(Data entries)
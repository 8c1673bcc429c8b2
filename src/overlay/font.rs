//! Minimal 5x7 bitmap font for burning text into raw frame buffers.
//!
//! Covers printable ASCII; anything else renders as `?`.

pub const GLYPH_WIDTH: usize = 5;
pub const GLYPH_HEIGHT: usize = 7;
/// Horizontal advance per character, including one column of spacing.
pub const GLYPH_ADVANCE: usize = GLYPH_WIDTH + 1;

const FIRST_CHAR: u8 = 0x20;
const LAST_CHAR: u8 = 0x7E;

/// Column-major glyph bitmaps; bit 0 of each byte is the top row.
const GLYPHS: [[u8; GLYPH_WIDTH]; 95] = [
    [0x00, 0x00, 0x00, 0x00, 0x00], // ' '
    [0x00, 0x00, 0x5F, 0x00, 0x00], // '!'
    [0x00, 0x07, 0x00, 0x07, 0x00], // '"'
    [0x14, 0x7F, 0x14, 0x7F, 0x14], // '#'
    [0x24, 0x2A, 0x7F, 0x2A, 0x12], // '$'
    [0x23, 0x13, 0x08, 0x64, 0x62], // '%'
    [0x36, 0x49, 0x55, 0x22, 0x50], // '&'
    [0x00, 0x05, 0x03, 0x00, 0x00], // '\''
    [0x00, 0x1C, 0x22, 0x41, 0x00], // '('
    [0x00, 0x41, 0x22, 0x1C, 0x00], // ')'
    [0x14, 0x08, 0x3E, 0x08, 0x14], // '*'
    [0x08, 0x08, 0x3E, 0x08, 0x08], // '+'
    [0x00, 0x50, 0x30, 0x00, 0x00], // ','
    [0x08, 0x08, 0x08, 0x08, 0x08], // '-'
    [0x00, 0x60, 0x60, 0x00, 0x00], // '.'
    [0x20, 0x10, 0x08, 0x04, 0x02], // '/'
    [0x3E, 0x51, 0x49, 0x45, 0x3E], // '0'
    [0x00, 0x42, 0x7F, 0x40, 0x00], // '1'
    [0x42, 0x61, 0x51, 0x49, 0x46], // '2'
    [0x21, 0x41, 0x45, 0x4B, 0x31], // '3'
    [0x18, 0x14, 0x12, 0x7F, 0x10], // '4'
    [0x27, 0x45, 0x45, 0x45, 0x39], // '5'
    [0x3C, 0x4A, 0x49, 0x49, 0x30], // '6'
    [0x01, 0x71, 0x09, 0x05, 0x03], // '7'
    [0x36, 0x49, 0x49, 0x49, 0x36], // '8'
    [0x06, 0x49, 0x49, 0x29, 0x1E], // '9'
    [0x00, 0x36, 0x36, 0x00, 0x00], // ':'
    [0x00, 0x56, 0x36, 0x00, 0x00], // ';'
    [0x08, 0x14, 0x22, 0x41, 0x00], // '<'
    [0x14, 0x14, 0x14, 0x14, 0x14], // '='
    [0x00, 0x41, 0x22, 0x14, 0x08], // '>'
    [0x02, 0x01, 0x51, 0x09, 0x06], // '?'
    [0x32, 0x49, 0x79, 0x41, 0x3E], // '@'
    [0x7E, 0x11, 0x11, 0x11, 0x7E], // 'A'
    [0x7F, 0x49, 0x49, 0x49, 0x36], // 'B'
    [0x3E, 0x41, 0x41, 0x41, 0x22], // 'C'
    [0x7F, 0x41, 0x41, 0x22, 0x1C], // 'D'
    [0x7F, 0x49, 0x49, 0x49, 0x41], // 'E'
    [0x7F, 0x09, 0x09, 0x09, 0x01], // 'F'
    [0x3E, 0x41, 0x49, 0x49, 0x7A], // 'G'
    [0x7F, 0x08, 0x08, 0x08, 0x7F], // 'H'
    [0x00, 0x41, 0x7F, 0x41, 0x00], // 'I'
    [0x20, 0x40, 0x41, 0x3F, 0x01], // 'J'
    [0x7F, 0x08, 0x14, 0x22, 0x41], // 'K'
    [0x7F, 0x40, 0x40, 0x40, 0x40], // 'L'
    [0x7F, 0x02, 0x0C, 0x02, 0x7F], // 'M'
    [0x7F, 0x04, 0x08, 0x10, 0x7F], // 'N'
    [0x3E, 0x41, 0x41, 0x41, 0x3E], // 'O'
    [0x7F, 0x09, 0x09, 0x09, 0x06], // 'P'
    [0x3E, 0x41, 0x51, 0x21, 0x5E], // 'Q'
    [0x7F, 0x09, 0x19, 0x29, 0x46], // 'R'
    [0x46, 0x49, 0x49, 0x49, 0x31], // 'S'
    [0x01, 0x01, 0x7F, 0x01, 0x01], // 'T'
    [0x3F, 0x40, 0x40, 0x40, 0x3F], // 'U'
    [0x1F, 0x20, 0x40, 0x20, 0x1F], // 'V'
    [0x3F, 0x40, 0x38, 0x40, 0x3F], // 'W'
    [0x63, 0x14, 0x08, 0x14, 0x63], // 'X'
    [0x07, 0x08, 0x70, 0x08, 0x07], // 'Y'
    [0x61, 0x51, 0x49, 0x45, 0x43], // 'Z'
    [0x00, 0x7F, 0x41, 0x41, 0x00], // '['
    [0x02, 0x04, 0x08, 0x10, 0x20], // '\\'
    [0x00, 0x41, 0x41, 0x7F, 0x00], // ']'
    [0x04, 0x02, 0x01, 0x02, 0x04], // '^'
    [0x40, 0x40, 0x40, 0x40, 0x40], // '_'
    [0x00, 0x01, 0x02, 0x04, 0x00], // '`'
    [0x20, 0x54, 0x54, 0x54, 0x78], // 'a'
    [0x7F, 0x48, 0x44, 0x44, 0x38], // 'b'
    [0x38, 0x44, 0x44, 0x44, 0x20], // 'c'
    [0x38, 0x44, 0x44, 0x48, 0x7F], // 'd'
    [0x38, 0x54, 0x54, 0x54, 0x18], // 'e'
    [0x08, 0x7E, 0x09, 0x01, 0x02], // 'f'
    [0x0C, 0x52, 0x52, 0x52, 0x3E], // 'g'
    [0x7F, 0x08, 0x04, 0x04, 0x78], // 'h'
    [0x00, 0x44, 0x7D, 0x40, 0x00], // 'i'
    [0x20, 0x40, 0x44, 0x3D, 0x00], // 'j'
    [0x7F, 0x10, 0x28, 0x44, 0x00], // 'k'
    [0x00, 0x41, 0x7F, 0x40, 0x00], // 'l'
    [0x7C, 0x04, 0x18, 0x04, 0x78], // 'm'
    [0x7C, 0x08, 0x04, 0x04, 0x78], // 'n'
    [0x38, 0x44, 0x44, 0x44, 0x38], // 'o'
    [0x7C, 0x14, 0x14, 0x14, 0x08], // 'p'
    [0x08, 0x14, 0x14, 0x18, 0x7C], // 'q'
    [0x7C, 0x08, 0x04, 0x04, 0x08], // 'r'
    [0x48, 0x54, 0x54, 0x54, 0x20], // 's'
    [0x04, 0x3F, 0x44, 0x40, 0x20], // 't'
    [0x3C, 0x40, 0x40, 0x20, 0x7C], // 'u'
    [0x1C, 0x20, 0x40, 0x20, 0x1C], // 'v'
    [0x3C, 0x40, 0x30, 0x40, 0x3C], // 'w'
    [0x44, 0x28, 0x10, 0x28, 0x44], // 'x'
    [0x0C, 0x50, 0x50, 0x50, 0x3C], // 'y'
    [0x44, 0x64, 0x54, 0x4C, 0x44], // 'z'
    [0x00, 0x08, 0x36, 0x41, 0x00], // '{'
    [0x00, 0x00, 0x7F, 0x00, 0x00], // '|'
    [0x00, 0x41, 0x36, 0x08, 0x00], // '}'
    [0x08, 0x04, 0x08, 0x10, 0x08], // '~'
];

fn glyph(c: char) -> &'static [u8; GLYPH_WIDTH] {
    let code = match c {
        c if c.is_ascii() && (c as u8) >= FIRST_CHAR && (c as u8) <= LAST_CHAR => c as u8,
        _ => b'?',
    };
    &GLYPHS[(code - FIRST_CHAR) as usize]
}

/// Width in pixels that `text` occupies at `scale`.
#[allow(dead_code)]
pub fn text_width(text: &str, scale: u32) -> usize {
    text.chars().count() * GLYPH_ADVANCE * scale.max(1) as usize
}

/// Height in pixels of one line at `scale`.
#[allow(dead_code)]
pub fn text_height(scale: u32) -> usize {
    GLYPH_HEIGHT * scale.max(1) as usize
}

/// Draw one line of text into a raw pixel buffer.
///
/// `width`/`height` are the frame dimensions in pixels and `bpp` the
/// bytes per pixel. `(x, y)` is the top-left corner of the text; pixels
/// falling outside the buffer are clipped. `color` fills the first three
/// bytes of each touched pixel and any fourth byte is set opaque.
pub fn draw_text_line(
    buf: &mut [u8],
    width: usize,
    height: usize,
    bpp: usize,
    x: usize,
    y: usize,
    text: &str,
    color: [u8; 3],
    scale: u32,
) {
    let scale = scale.max(1) as usize;
    let mut pen_x = x;
    for c in text.chars() {
        let columns = glyph(c);
        for (col, bits) in columns.iter().enumerate() {
            for row in 0..GLYPH_HEIGHT {
                if bits & (1 << row) == 0 {
                    continue;
                }
                fill_block(
                    buf,
                    width,
                    height,
                    bpp,
                    pen_x + col * scale,
                    y + row * scale,
                    scale,
                    color,
                );
            }
        }
        pen_x += GLYPH_ADVANCE * scale;
    }
}

fn fill_block(
    buf: &mut [u8],
    width: usize,
    height: usize,
    bpp: usize,
    x0: usize,
    y0: usize,
    scale: usize,
    color: [u8; 3],
) {
    for dy in 0..scale {
        let py = y0 + dy;
        if py >= height {
            break;
        }
        for dx in 0..scale {
            let px = x0 + dx;
            if px >= width {
                break;
            }
            let idx = (py * width + px) * bpp;
            buf[idx] = color[0];
            buf[idx + 1] = color[1];
            buf[idx + 2] = color[2];
            if bpp == 4 {
                buf[idx + 3] = 0xFF;
            }
        }
    }
}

**TASK PROMPT:**
Print again the lines of the entries above that fall between the line holding "for dx in 0..scale" and the line holding "buf[idx + 1] = color[1];", inclusive, exactly as they stand.

**SOLUTION:**
        for dx in 0..scale {
            let px = x0 + dx;
            if px >= width {
                break;
            }
            let idx = (py * width + px) * bpp;
            buf[idx] = color[0];
            buf[idx + 1] = color[1];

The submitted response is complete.